Surely this figure had strayed into the wrong work of art? No melancholy lilac girl this, no shadowy figure of fugitive resentments. This woman looked as though she belonged in an Alan Bennett play, full of life, earthy sense of humour. But no. 'That's her]' said someone in the crowd. The woman whose name was the last word the poet T S Eliot spoke, who made his last years young and happy: Valerie Eliot, his second wife. Mrs Eliot is now 66, but she is still at her husband's work. On Thursday night she was about to present the prize of pounds 5,000 to the first winner of the new T S Eliot Prize for poetry, run by the Poetry Book Society, which her husband co-founded with Stephen Spender 40 years ago. She is his literary executor. She is still a director of her husband's publisher, Faber & Faber. Indeed, there are those who seem to think Mrs Eliot is over-protective of her husband's work, who see this fiery-coloured figure as a flame-breathing dragon guarding the treasure of Eliot's work.
Now this 'dragon' moved to present the cheque. 'The winner,' said the poet Peter Porter, 'is Ciaran Carson]' Mrs Eliot smiled, a blend of radiance and calm, familiar from photographs of her with the poet in the early Sixties. Mr Carson, gripping a leather-bound copy of his latest volume, First Language, published by the Gallery Press, took the microphone. 'One of my first poets was T S Eliot,' he said, adding moments later: 'I wouldn't be here if it wasn't for T S Eliot.' Mrs Eliot smiled again. Groucho Marx described her in 1964 as 'a good- looking, middle-aged blonde whose eyes seemed to fill up with adoration every time she looked at her husband'. They still do, when people talk about him.
She lives in the Kensington flat he took her to as a bride. 'I've been in the same flat since '57,' she said. Every week large amounts of post arrive containing queries about her husband from students engaged on PhD theses. 'Keeps me going,' said Mrs Eliot, who seemed rather pleased by this. She is also continually engaged in editing his letters, the second volume of which is soon to go to press. 'I've four more on the dining-room table, so I can't have anyone to dinner,' she said. 'Tom wasn't like James Joyce. He didn't keep his laundry list in triplicate. I said, 'Tom, you've got to allow your letters to be published'. Finally he laughed and said, 'I give in. But you've got to do the editing'. I didn't expect that, but I'm glad. I do my own research. I work at weekends. It's fun. It's very exciting to recover him in this way.'
It sounds as much a vocation as a love affair, does Valerie Fletcher's association with the poet. When she was a 14-year-old Leeds schoolgirl, daughter of a manager in an insurance firm, she was overwhelmed by a recording of an Eliot poem. She told her headmistress she was going to be his secretary. By the age of 22 she was. At 30, in 1957 - when Eliot was 68, reader - she married him.

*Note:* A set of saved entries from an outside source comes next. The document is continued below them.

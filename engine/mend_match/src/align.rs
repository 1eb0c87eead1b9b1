//! Ordered statement-list alignment.
//!
//! Aligns two statement sequences by longest common subsequence over node
//! kind tags. Aligned pairs are handed back for recursive matching;
//! leftovers become per-position insertions (donor-only) and deletions
//! (target-only). At the same target position, insertions come before
//! deletions.

use mend_ir::{NodeId, SyntaxTree};

/// One step of a statement-list alignment.
#[derive(Clone, Copy, Debug, PartialEq, Eq)]
pub enum AlignOp {
    /// Target statement `target_index` lines up with donor statement
    /// `donor_index`; match them recursively.
    Pair {
        target_index: usize,
        donor_index: usize,
    },
    /// Donor statement `donor_index` has no target counterpart; insert it
    /// before the target statement currently at `at`.
    Insert { at: usize, donor_index: usize },
    /// Target statement at `at` has no donor counterpart; delete it.
    Delete { at: usize },
}

/// Align `target_stmts` against `donor_stmts` by kind tag.
pub fn align(
    target: &SyntaxTree,
    target_stmts: &[NodeId],
    donor: &SyntaxTree,
    donor_stmts: &[NodeId],
) -> Vec<AlignOp> {
    let n = target_stmts.len();
    let m = donor_stmts.len();

    // lcs[i][j] = LCS length of target_stmts[i..] vs donor_stmts[j..].
    let mut lcs = vec![vec![0u32; m + 1]; n + 1];
    for i in (0..n).rev() {
        for j in (0..m).rev() {
            let t_tag = target.kind(target_stmts[i]).tag();
            let d_tag = donor.kind(donor_stmts[j]).tag();
            lcs[i][j] = if t_tag == d_tag {
                1 + lcs[i + 1][j + 1]
            } else {
                lcs[i + 1][j].max(lcs[i][j + 1])
            };
        }
    }

    let mut ops = Vec::with_capacity(n.max(m));
    let (mut i, mut j) = (0, 0);
    while i < n && j < m {
        let t_tag = target.kind(target_stmts[i]).tag();
        let d_tag = donor.kind(donor_stmts[j]).tag();
        if t_tag == d_tag && lcs[i][j] == 1 + lcs[i + 1][j + 1] {
            ops.push(AlignOp::Pair {
                target_index: i,
                donor_index: j,
            });
            i += 1;
            j += 1;
        } else if lcs[i][j + 1] >= lcs[i + 1][j] {
            ops.push(AlignOp::Insert {
                at: i,
                donor_index: j,
            });
            j += 1;
        } else {
            ops.push(AlignOp::Delete { at: i });
            i += 1;
        }
    }
    while j < m {
        ops.push(AlignOp::Insert {
            at: i,
            donor_index: j,
        });
        j += 1;
    }
    while i < n {
        ops.push(AlignOp::Delete { at: i });
        i += 1;
    }
    ops
}

#[cfg(test)]
mod tests {
    #![allow(clippy::unwrap_used, reason = "Tests can panic")]

    use super::*;
    use mend_ir::{NodeKind, Span, TreeBuilder};
    use pretty_assertions::assert_eq;

    fn stmt_tree(kinds: &[fn(&mut TreeBuilder) -> NodeId]) -> (mend_ir::SyntaxTree, Vec<NodeId>) {
        let mut b = TreeBuilder::new();
        let stmts: Vec<NodeId> = kinds.iter().map(|f| f(&mut b)).collect();
        let range = b.push_list(&stmts);
        let block = b.push(NodeKind::Block { stmts: range }, Span::DUMMY);
        (b.finish(block).unwrap(), stmts)
    }

    fn ret(b: &mut TreeBuilder) -> NodeId {
        b.push(NodeKind::Return { value: NodeId::INVALID }, Span::DUMMY)
    }

    fn brk(b: &mut TreeBuilder) -> NodeId {
        b.push(NodeKind::Break, Span::DUMMY)
    }

    fn cont(b: &mut TreeBuilder) -> NodeId {
        b.push(NodeKind::Continue, Span::DUMMY)
    }

    #[test]
    fn test_identical_lists_pair_fully() {
        let (target, t_stmts) = stmt_tree(&[ret, brk]);
        let (donor, d_stmts) = stmt_tree(&[ret, brk]);
        assert_eq!(
            align(&target, &t_stmts, &donor, &d_stmts),
            vec![
                AlignOp::Pair { target_index: 0, donor_index: 0 },
                AlignOp::Pair { target_index: 1, donor_index: 1 },
            ]
        );
    }

    #[test]
    fn test_donor_extra_statement_is_insert() {
        let (target, t_stmts) = stmt_tree(&[ret]);
        let (donor, d_stmts) = stmt_tree(&[brk, ret]);
        assert_eq!(
            align(&target, &t_stmts, &donor, &d_stmts),
            vec![
                AlignOp::Insert { at: 0, donor_index: 0 },
                AlignOp::Pair { target_index: 0, donor_index: 1 },
            ]
        );
    }

    #[test]
    fn test_target_extra_statement_is_delete() {
        let (target, t_stmts) = stmt_tree(&[brk, ret]);
        let (donor, d_stmts) = stmt_tree(&[ret]);
        assert_eq!(
            align(&target, &t_stmts, &donor, &d_stmts),
            vec![
                AlignOp::Delete { at: 0 },
                AlignOp::Pair { target_index: 1, donor_index: 0 },
            ]
        );
    }

    #[test]
    fn test_disjoint_lists_insert_before_delete() {
        let (target, t_stmts) = stmt_tree(&[cont]);
        let (donor, d_stmts) = stmt_tree(&[ret]);
        assert_eq!(
            align(&target, &t_stmts, &donor, &d_stmts),
            vec![
                AlignOp::Insert { at: 0, donor_index: 0 },
                AlignOp::Delete { at: 0 },
            ]
        );
    }

    #[test]
    fn test_empty_lists() {
        let (target, t_stmts) = stmt_tree(&[]);
        let (donor, d_stmts) = stmt_tree(&[]);
        assert_eq!(align(&target, &t_stmts, &donor, &d_stmts), vec![]);
    }
}
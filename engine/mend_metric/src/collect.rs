//! Structural summary walks.
//!
//! Each walk produces the node's own contribution unioned with the
//! recursive contribution of all children, in child order. All walks are
//! pure reads over the tree and may be repeated freely.

use mend_ir::visitor::{walk_node, Visitor};
use mend_ir::{NodeId, NodeKind, SyntaxTree, UseKind};

use crate::shapes::{
    CallShape, CondKind, CondShape, LoopKind, LoopShape, OpShape, OperatorUse, OtherKind,
    OtherShape, VarUse,
};

/// Literal nodes under `id`, in child order.
pub fn literals(tree: &SyntaxTree, id: NodeId) -> Vec<NodeId> {
    let mut v = Collector::new(|out: &mut Vec<NodeId>, node, tree: &SyntaxTree| {
        if tree.kind(node).is_literal() {
            out.push(node);
        }
    });
    v.visit_node(id, tree);
    v.items
}

/// Variable occurrences under `id`, tagged with how their parent uses them.
pub fn variables(tree: &SyntaxTree, id: NodeId) -> Vec<VarUse> {
    let mut v = Collector::new(|out: &mut Vec<VarUse>, node, tree: &SyntaxTree| {
        if let NodeKind::Ident(name) = *tree.kind(node) {
            let use_kind = tree
                .parent(node)
                .map_or(UseKind::Plain, |p| tree.use_kind(p, node));
            out.push(VarUse {
                node,
                name,
                use_kind,
            });
        }
    });
    v.visit_node(id, tree);
    v.items
}

/// Loop structures under `id`.
pub fn loop_shapes(tree: &SyntaxTree, id: NodeId) -> Vec<LoopShape> {
    let mut v = Collector::new(|out: &mut Vec<LoopShape>, node, tree: &SyntaxTree| {
        let kind = match tree.kind(node) {
            NodeKind::While { .. } => Some(LoopKind::While),
            NodeKind::For { .. } => Some(LoopKind::For),
            _ => None,
        };
        if let Some(kind) = kind {
            out.push(LoopShape { node, kind });
        }
    });
    v.visit_node(id, tree);
    v.items
}

/// Conditional structures under `id`.
pub fn cond_shapes(tree: &SyntaxTree, id: NodeId) -> Vec<CondShape> {
    let mut v = Collector::new(|out: &mut Vec<CondShape>, node, tree: &SyntaxTree| {
        let kind = match tree.kind(node) {
            NodeKind::If { .. } => Some(CondKind::If),
            NodeKind::Switch { .. } => Some(CondKind::Switch),
            NodeKind::Conditional { .. } => Some(CondKind::Ternary),
            _ => None,
        };
        if let Some(kind) = kind {
            out.push(CondShape { node, kind });
        }
    });
    v.visit_node(id, tree);
    v.items
}

/// Method calls under `id`.
pub fn calls(tree: &SyntaxTree, id: NodeId) -> Vec<CallShape> {
    let mut v = Collector::new(|out: &mut Vec<CallShape>, node, tree: &SyntaxTree| {
        if let NodeKind::Call {
            receiver,
            method,
            args,
        } = *tree.kind(node)
        {
            out.push(CallShape {
                node,
                method,
                arity: tree.list(args).len(),
                has_receiver: receiver.is_valid(),
            });
        }
    });
    v.visit_node(id, tree);
    v.items
}

/// Operator occurrences under `id`. Assignments count as operators.
pub fn operators(tree: &SyntaxTree, id: NodeId) -> Vec<OperatorUse> {
    let mut v = Collector::new(|out: &mut Vec<OperatorUse>, node, tree: &SyntaxTree| {
        let op = match *tree.kind(node) {
            NodeKind::Binary { op, .. } => Some(OpShape::Binary(op)),
            NodeKind::Unary { op, .. } => Some(OpShape::Unary(op)),
            NodeKind::Assign { .. } => Some(OpShape::Assign),
            _ => None,
        };
        if let Some(op) = op {
            out.push(OperatorUse { node, op });
        }
    });
    v.visit_node(id, tree);
    v.items
}

/// Structures under `id` not covered by the other walks.
pub fn other_shapes(tree: &SyntaxTree, id: NodeId) -> Vec<OtherShape> {
    let mut v = Collector::new(|out: &mut Vec<OtherShape>, node, tree: &SyntaxTree| {
        let kind = match tree.kind(node) {
            NodeKind::Return { .. } => Some(OtherKind::Return),
            NodeKind::Throw { .. } => Some(OtherKind::Throw),
            NodeKind::Break => Some(OtherKind::Break),
            NodeKind::Continue => Some(OtherKind::Continue),
            NodeKind::VarDecl { .. } => Some(OtherKind::VarDecl),
            NodeKind::FieldAccess { .. } => Some(OtherKind::FieldAccess),
            NodeKind::Index { .. } => Some(OtherKind::Index),
            NodeKind::Block { .. } => Some(OtherKind::Block),
            _ => None,
        };
        if let Some(kind) = kind {
            out.push(OtherShape { node, kind });
        }
    });
    v.visit_node(id, tree);
    v.items
}

/// Pre-order collector: the node's own item first, then children.
struct Collector<T, F> {
    items: Vec<T>,
    extract: F,
}

impl<T, F> Collector<T, F>
where
    F: FnMut(&mut Vec<T>, NodeId, &SyntaxTree),
{
    fn new(extract: F) -> Self {
        Self {
            items: Vec::new(),
            extract,
        }
    }
}

impl<T, F> Visitor for Collector<T, F>
where
    F: FnMut(&mut Vec<T>, NodeId, &SyntaxTree),
{
    fn visit_node(&mut self, id: NodeId, tree: &SyntaxTree) {
        (self.extract)(&mut self.items, id, tree);
        walk_node(self, id, tree);
    }
}

#[cfg(test)]
mod tests {
    #![allow(clippy::unwrap_used, reason = "Tests can panic")]

    use super::*;
    use mend_ir::{Name, Span, StringInterner, TreeBuilder};
    use pretty_assertions::assert_eq;

    /// `while (i < n) { sum = sum + a[i]; }`
    fn loop_tree(interner: &StringInterner) -> (SyntaxTree, NodeId) {
        let i = interner.intern("i");
        let n = interner.intern("n");
        let sum = interner.intern("sum");
        let a = interner.intern("a");
        let mut b = TreeBuilder::new();
        let cond = {
            let lhs = b.push(NodeKind::Ident(i), Span::DUMMY);
            let rhs = b.push(NodeKind::Ident(n), Span::DUMMY);
            b.push(
                NodeKind::Binary {
                    op: mend_ir::BinaryOp::Lt,
                    left: lhs,
                    right: rhs,
                },
                Span::DUMMY,
            )
        };
        let assign_stmt = {
            let target = b.push(NodeKind::Ident(sum), Span::DUMMY);
            let lhs = b.push(NodeKind::Ident(sum), Span::DUMMY);
            let recv = b.push(NodeKind::Ident(a), Span::DUMMY);
            let idx = b.push(NodeKind::Ident(i), Span::DUMMY);
            let elem = b.push(NodeKind::Index { receiver: recv, index: idx }, Span::DUMMY);
            let plus = b.push(
                NodeKind::Binary {
                    op: mend_ir::BinaryOp::Add,
                    left: lhs,
                    right: elem,
                },
                Span::DUMMY,
            );
            let assign = b.push(NodeKind::Assign { target, value: plus }, Span::DUMMY);
            b.push(NodeKind::ExprStmt { expr: assign }, Span::DUMMY)
        };
        let stmts = b.push_list(&[assign_stmt]);
        let body = b.push(NodeKind::Block { stmts }, Span::DUMMY);
        let while_stmt = b.push(NodeKind::While { cond, body }, Span::DUMMY);
        (b.finish(while_stmt).unwrap(), while_stmt)
    }

    #[test]
    fn test_variables_tagged_by_use() {
        let interner = StringInterner::new();
        let (tree, root) = loop_tree(&interner);
        let vars = variables(&tree, root);
        let names: Vec<Name> = vars.iter().map(|v| v.name).collect();
        assert_eq!(
            names,
            ["i", "n", "sum", "sum", "a", "i"]
                .iter()
                .map(|s| interner.intern(s))
                .collect::<Vec<_>>()
        );
        // Loop bound operands sit under the Binary, not the While, so only
        // direct children of tagged parents carry specific uses.
        assert_eq!(vars[2].use_kind, UseKind::AssignTarget);
        assert_eq!(vars[3].use_kind, UseKind::Plain);
        assert_eq!(vars[4].use_kind, UseKind::CallReceiver);
        assert_eq!(vars[5].use_kind, UseKind::IndexKey);
    }

    #[test]
    fn test_loops_operators_and_others() {
        let interner = StringInterner::new();
        let (tree, root) = loop_tree(&interner);

        let loops = loop_shapes(&tree, root);
        assert_eq!(loops.len(), 1);
        assert_eq!(loops[0].kind, LoopKind::While);

        let ops = operators(&tree, root);
        assert_eq!(
            ops.iter().map(|o| o.op).collect::<Vec<_>>(),
            vec![
                OpShape::Binary(mend_ir::BinaryOp::Lt),
                OpShape::Assign,
                OpShape::Binary(mend_ir::BinaryOp::Add),
            ]
        );

        let others = other_shapes(&tree, root);
        assert_eq!(
            others.iter().map(|o| o.kind).collect::<Vec<_>>(),
            vec![OtherKind::Block, OtherKind::Index]
        );

        assert_eq!(cond_shapes(&tree, root), vec![]);
        assert_eq!(calls(&tree, root), vec![]);
        assert_eq!(literals(&tree, root), vec![]);
    }
}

Straightforward, affectionate, efficient, giving, even jolly, it is easy to guess what a deliverance Valerie Fletcher may have seemed to T S Eliot after the neurotic demands of his first wife, Vivien, who ended up in an asylum. A new film, starring Miranda Richardson and Willem Dafoe, due out in the spring, focuses on this tragic relationship. The second Mrs Eliot will have nothing to do with it, probably because she believes it will be unfair to the poet. 'No comment,' she said, turning away slightly. 'No point.' So I asked her if it was true that she was a dragon guarder of her husband's works, and she became suddenly emphatic. 'No, it's not true. If you saw my files - I give permission to quote from his work all the time. Tom forbade a biography in his will. He said: 'I want people to read my work. I don't want people to read my biography'.'
The flame colours in Valerie Eliot's frock glowed. 'To start saying 'That wicked widow . . .' I don't mind, but we've got to stick to his wishes. That's my job.' I mentioned Peter Ackroyd, whose unofficial biography of T S Eliot was published in 1984. Mrs Eliot said she thought in the book itself he'd done a decent job. But he'd known at the start that he wouldn't, any more than all the other unofficial biographers, receive permission to quote from the works. 'To start bleating later,' said Mrs Eliot, chin high, 'that's contemptible.' Mr Ackroyd thinks one of the qualities that attracted T S Eliot to her was her protectiveness. The poet himself, in his happiest poem, dedicated to her, said not only that he owed to her his sense of leaping delight, but that they thought the same thoughts without need of speech.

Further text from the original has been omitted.